§ EXERCISE GOAL
Starting at the first line of the data below, retype every line up to and including the one containing "hold is rejected.".

Saved data entries:

-- Opening Marker --

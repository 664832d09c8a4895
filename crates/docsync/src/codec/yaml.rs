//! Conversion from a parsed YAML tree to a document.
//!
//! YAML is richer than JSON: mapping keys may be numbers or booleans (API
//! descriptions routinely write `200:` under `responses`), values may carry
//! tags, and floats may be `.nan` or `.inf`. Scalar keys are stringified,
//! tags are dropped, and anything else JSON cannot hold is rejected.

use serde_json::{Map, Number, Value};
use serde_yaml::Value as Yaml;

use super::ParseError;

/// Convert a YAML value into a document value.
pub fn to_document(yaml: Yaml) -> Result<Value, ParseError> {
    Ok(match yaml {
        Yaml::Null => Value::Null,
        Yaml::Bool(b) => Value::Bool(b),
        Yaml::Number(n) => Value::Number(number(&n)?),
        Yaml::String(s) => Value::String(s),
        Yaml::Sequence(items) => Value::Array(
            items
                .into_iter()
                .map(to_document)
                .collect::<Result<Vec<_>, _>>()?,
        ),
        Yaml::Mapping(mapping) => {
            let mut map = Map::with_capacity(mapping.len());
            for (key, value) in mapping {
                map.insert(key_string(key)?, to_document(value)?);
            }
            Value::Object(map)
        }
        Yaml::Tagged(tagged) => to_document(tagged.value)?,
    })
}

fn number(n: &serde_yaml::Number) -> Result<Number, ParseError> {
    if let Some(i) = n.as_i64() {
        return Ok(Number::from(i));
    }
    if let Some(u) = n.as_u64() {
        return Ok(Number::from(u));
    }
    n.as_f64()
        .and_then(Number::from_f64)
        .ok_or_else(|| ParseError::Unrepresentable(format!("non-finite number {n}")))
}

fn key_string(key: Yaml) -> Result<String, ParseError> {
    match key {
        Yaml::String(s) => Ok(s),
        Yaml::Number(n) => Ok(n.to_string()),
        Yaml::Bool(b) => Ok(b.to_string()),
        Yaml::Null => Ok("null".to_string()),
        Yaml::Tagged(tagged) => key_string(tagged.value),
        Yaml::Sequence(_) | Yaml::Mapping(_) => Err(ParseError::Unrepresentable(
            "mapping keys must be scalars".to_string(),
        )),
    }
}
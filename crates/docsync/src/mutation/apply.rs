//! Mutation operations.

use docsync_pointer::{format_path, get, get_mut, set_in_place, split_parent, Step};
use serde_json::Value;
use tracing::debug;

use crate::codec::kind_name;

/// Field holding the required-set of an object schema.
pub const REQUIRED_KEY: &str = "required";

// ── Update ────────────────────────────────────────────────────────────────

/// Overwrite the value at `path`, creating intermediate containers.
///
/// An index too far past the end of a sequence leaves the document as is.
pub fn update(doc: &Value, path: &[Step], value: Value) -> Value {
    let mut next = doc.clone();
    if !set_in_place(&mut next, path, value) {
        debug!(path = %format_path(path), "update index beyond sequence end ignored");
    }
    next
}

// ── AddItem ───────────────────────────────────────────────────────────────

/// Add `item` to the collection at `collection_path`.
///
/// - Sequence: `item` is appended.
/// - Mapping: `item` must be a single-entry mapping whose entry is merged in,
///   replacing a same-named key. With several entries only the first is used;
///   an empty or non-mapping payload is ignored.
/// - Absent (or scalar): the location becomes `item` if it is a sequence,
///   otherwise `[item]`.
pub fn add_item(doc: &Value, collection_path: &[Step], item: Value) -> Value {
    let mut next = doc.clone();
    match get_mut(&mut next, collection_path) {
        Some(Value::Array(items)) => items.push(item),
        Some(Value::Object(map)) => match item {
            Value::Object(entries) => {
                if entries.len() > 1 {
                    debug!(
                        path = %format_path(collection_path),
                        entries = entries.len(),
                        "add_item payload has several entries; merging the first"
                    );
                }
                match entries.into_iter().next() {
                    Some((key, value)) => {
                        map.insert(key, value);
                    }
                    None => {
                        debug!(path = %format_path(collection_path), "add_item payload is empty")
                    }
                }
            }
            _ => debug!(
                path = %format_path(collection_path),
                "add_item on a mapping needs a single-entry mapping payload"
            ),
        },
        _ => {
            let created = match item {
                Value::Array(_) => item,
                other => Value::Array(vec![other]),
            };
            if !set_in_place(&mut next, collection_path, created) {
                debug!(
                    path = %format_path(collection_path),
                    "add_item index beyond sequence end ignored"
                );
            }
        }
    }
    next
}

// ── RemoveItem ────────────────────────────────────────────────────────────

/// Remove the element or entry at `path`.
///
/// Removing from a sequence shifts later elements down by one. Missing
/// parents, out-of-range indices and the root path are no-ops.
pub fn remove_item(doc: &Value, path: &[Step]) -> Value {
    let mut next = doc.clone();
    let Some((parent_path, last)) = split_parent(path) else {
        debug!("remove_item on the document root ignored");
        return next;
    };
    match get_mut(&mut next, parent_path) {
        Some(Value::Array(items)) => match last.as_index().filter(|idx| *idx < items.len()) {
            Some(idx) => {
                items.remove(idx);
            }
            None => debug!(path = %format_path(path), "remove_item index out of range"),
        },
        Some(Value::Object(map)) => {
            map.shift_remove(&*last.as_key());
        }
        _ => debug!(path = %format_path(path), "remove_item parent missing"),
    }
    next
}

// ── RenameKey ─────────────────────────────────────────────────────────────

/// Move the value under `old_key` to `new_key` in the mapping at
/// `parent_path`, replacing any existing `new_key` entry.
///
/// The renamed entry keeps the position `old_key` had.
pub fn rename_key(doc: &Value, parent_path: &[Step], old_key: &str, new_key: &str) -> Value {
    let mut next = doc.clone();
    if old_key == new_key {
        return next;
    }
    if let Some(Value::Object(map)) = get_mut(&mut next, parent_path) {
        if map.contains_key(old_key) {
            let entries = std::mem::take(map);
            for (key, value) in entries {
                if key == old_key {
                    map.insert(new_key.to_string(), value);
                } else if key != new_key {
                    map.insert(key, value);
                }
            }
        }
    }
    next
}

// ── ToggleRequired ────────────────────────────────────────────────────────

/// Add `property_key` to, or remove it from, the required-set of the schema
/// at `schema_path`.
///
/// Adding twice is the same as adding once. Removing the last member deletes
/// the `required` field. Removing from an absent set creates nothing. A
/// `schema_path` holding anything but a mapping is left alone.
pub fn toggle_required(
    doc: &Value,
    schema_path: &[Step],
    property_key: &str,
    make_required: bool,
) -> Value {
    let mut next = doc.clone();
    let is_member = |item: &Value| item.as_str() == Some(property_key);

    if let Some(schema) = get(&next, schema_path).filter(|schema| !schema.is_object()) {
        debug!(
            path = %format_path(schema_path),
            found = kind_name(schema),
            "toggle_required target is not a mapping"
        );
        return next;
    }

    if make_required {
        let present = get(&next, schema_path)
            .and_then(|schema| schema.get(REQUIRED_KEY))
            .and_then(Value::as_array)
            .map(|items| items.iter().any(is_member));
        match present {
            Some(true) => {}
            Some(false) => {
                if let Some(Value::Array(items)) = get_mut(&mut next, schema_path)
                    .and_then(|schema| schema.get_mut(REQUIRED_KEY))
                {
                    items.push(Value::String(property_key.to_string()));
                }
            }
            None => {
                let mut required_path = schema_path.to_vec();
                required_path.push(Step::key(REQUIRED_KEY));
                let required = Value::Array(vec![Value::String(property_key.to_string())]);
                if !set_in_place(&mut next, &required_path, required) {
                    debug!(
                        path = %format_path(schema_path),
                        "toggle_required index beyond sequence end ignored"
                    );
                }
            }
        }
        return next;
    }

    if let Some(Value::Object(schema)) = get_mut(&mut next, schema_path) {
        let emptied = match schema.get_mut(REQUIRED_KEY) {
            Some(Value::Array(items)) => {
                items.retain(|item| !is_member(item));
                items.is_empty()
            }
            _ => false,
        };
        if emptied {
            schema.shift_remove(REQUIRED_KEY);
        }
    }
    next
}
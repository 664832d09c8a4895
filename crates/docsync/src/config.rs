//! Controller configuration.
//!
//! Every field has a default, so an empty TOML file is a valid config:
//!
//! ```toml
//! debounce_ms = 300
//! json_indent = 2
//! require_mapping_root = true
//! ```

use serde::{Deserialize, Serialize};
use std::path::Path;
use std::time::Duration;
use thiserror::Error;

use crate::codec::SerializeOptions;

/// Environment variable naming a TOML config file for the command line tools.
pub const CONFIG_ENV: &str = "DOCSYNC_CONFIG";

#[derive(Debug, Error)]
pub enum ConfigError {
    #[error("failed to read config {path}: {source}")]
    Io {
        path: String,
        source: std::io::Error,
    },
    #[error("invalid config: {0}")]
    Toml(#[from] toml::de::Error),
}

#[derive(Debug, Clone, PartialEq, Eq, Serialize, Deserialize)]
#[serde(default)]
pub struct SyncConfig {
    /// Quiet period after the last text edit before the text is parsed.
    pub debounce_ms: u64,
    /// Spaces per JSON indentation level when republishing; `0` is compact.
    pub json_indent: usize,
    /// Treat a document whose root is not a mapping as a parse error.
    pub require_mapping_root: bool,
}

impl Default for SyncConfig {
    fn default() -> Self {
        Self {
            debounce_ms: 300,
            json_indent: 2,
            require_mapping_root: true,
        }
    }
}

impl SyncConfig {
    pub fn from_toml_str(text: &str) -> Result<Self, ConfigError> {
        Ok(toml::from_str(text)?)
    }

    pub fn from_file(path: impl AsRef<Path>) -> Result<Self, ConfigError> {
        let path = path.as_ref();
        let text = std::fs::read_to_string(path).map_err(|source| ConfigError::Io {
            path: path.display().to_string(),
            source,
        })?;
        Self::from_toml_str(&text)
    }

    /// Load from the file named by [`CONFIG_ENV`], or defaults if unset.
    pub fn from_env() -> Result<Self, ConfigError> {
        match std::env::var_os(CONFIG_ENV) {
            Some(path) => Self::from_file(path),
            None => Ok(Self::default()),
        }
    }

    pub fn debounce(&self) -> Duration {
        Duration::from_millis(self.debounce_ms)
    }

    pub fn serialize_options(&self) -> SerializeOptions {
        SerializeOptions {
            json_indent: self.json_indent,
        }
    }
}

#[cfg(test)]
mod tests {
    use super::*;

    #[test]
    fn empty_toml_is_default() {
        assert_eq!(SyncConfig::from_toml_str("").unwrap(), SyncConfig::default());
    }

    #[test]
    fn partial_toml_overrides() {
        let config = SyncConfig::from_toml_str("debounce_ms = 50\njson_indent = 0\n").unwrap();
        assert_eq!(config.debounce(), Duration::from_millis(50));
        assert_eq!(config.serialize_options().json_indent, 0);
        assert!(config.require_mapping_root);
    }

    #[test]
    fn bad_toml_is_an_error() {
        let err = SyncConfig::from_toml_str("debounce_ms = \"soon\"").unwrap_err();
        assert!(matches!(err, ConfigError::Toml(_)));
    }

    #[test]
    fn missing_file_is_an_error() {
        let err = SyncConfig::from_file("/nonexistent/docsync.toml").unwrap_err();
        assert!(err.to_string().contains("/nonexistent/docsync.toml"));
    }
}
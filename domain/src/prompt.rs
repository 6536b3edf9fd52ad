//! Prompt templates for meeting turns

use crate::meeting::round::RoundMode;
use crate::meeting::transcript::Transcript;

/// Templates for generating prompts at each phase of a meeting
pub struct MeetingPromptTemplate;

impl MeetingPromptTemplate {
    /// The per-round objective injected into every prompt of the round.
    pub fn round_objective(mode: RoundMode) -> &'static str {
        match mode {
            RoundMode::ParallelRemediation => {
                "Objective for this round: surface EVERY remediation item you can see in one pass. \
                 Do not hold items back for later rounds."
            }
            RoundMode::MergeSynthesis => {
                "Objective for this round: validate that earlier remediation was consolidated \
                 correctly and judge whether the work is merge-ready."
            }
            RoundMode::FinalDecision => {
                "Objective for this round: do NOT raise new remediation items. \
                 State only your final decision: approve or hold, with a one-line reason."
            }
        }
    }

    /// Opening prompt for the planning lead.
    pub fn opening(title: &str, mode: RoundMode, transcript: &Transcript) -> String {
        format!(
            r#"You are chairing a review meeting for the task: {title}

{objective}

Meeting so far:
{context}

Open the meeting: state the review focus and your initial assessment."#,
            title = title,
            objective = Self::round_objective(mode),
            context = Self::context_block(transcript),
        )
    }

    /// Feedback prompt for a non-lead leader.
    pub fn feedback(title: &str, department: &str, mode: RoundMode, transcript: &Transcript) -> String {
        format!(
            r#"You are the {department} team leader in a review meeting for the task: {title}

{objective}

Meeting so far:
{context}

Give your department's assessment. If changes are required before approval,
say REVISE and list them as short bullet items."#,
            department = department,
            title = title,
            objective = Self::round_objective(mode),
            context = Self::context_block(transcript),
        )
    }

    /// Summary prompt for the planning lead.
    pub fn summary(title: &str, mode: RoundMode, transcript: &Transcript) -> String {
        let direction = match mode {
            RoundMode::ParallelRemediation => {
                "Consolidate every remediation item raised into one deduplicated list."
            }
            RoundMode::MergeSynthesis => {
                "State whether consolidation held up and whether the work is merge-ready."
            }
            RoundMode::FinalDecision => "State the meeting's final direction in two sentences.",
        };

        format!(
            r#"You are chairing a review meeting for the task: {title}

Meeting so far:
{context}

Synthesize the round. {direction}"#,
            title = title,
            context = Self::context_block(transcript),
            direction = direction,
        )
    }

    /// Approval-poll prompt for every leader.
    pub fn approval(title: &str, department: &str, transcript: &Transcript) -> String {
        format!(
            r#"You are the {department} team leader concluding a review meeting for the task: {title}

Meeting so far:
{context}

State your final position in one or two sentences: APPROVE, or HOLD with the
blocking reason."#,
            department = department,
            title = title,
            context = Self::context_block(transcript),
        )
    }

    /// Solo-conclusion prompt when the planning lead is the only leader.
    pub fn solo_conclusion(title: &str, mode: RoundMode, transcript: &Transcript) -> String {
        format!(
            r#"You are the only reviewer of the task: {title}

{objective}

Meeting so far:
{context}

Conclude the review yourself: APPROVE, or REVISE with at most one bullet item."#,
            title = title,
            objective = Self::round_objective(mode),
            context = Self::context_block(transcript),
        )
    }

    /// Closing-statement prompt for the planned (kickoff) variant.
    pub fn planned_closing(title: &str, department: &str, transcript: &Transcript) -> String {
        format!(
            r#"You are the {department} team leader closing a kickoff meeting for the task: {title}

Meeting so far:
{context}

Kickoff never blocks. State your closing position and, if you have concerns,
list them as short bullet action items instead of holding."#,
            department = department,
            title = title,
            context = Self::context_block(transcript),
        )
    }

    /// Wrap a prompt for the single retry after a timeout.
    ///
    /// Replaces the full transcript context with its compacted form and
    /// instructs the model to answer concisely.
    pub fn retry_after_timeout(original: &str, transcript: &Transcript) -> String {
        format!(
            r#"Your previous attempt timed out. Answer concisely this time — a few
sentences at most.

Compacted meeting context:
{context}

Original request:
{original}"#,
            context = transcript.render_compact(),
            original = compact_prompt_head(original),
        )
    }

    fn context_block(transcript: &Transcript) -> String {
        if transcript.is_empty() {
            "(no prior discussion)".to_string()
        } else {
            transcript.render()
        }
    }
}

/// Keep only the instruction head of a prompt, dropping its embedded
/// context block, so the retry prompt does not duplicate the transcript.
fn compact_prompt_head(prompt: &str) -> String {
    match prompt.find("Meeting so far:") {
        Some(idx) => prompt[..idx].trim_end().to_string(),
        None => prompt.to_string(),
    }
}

-- Closing Marker --

§ ANSWER TO THE EXERCISE
repository 664832d09c8a4895
filename crates/docsync/src/codec/yaml.rs
//! Conversion from a parsed YAML tree to a document.
//!
//! YAML is richer than JSON: mapping keys may be numbers or booleans (API
//! descriptions routinely write `200:` under `responses`), values may carry
//! tags, and floats may be `.nan` or `.inf`. Scalar keys are stringified,
//! tags are dropped, and anything else JSON cannot hold is rejected.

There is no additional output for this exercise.